===== Extracted material =====
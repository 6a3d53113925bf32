//! Core engine for repofix: locate files in the CareerOS monorepo, apply
//! idempotent patches with timestamped backups, scan for test smells and
//! stubs, and drive vitest config/setup matrix runs.
//!
//! Everything here is synchronous and filesystem-first; the CLI crate owns
//! argument parsing and output formatting.

pub mod backup;
pub mod config;
pub mod error;
pub mod git;
pub mod github;
pub mod health;
pub mod io;
pub mod locate;
pub mod matrix;
pub mod mutate;
pub mod paths;
pub mod prisma;
pub mod recipes;
pub mod report;
pub mod runner;
pub mod scan;
pub mod stubs;

pub use error::{RepofixError, Result};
=====
» Assignment: Say how many lines of the records include the string "stubs"; the number alone is enough.

» Solution below: 2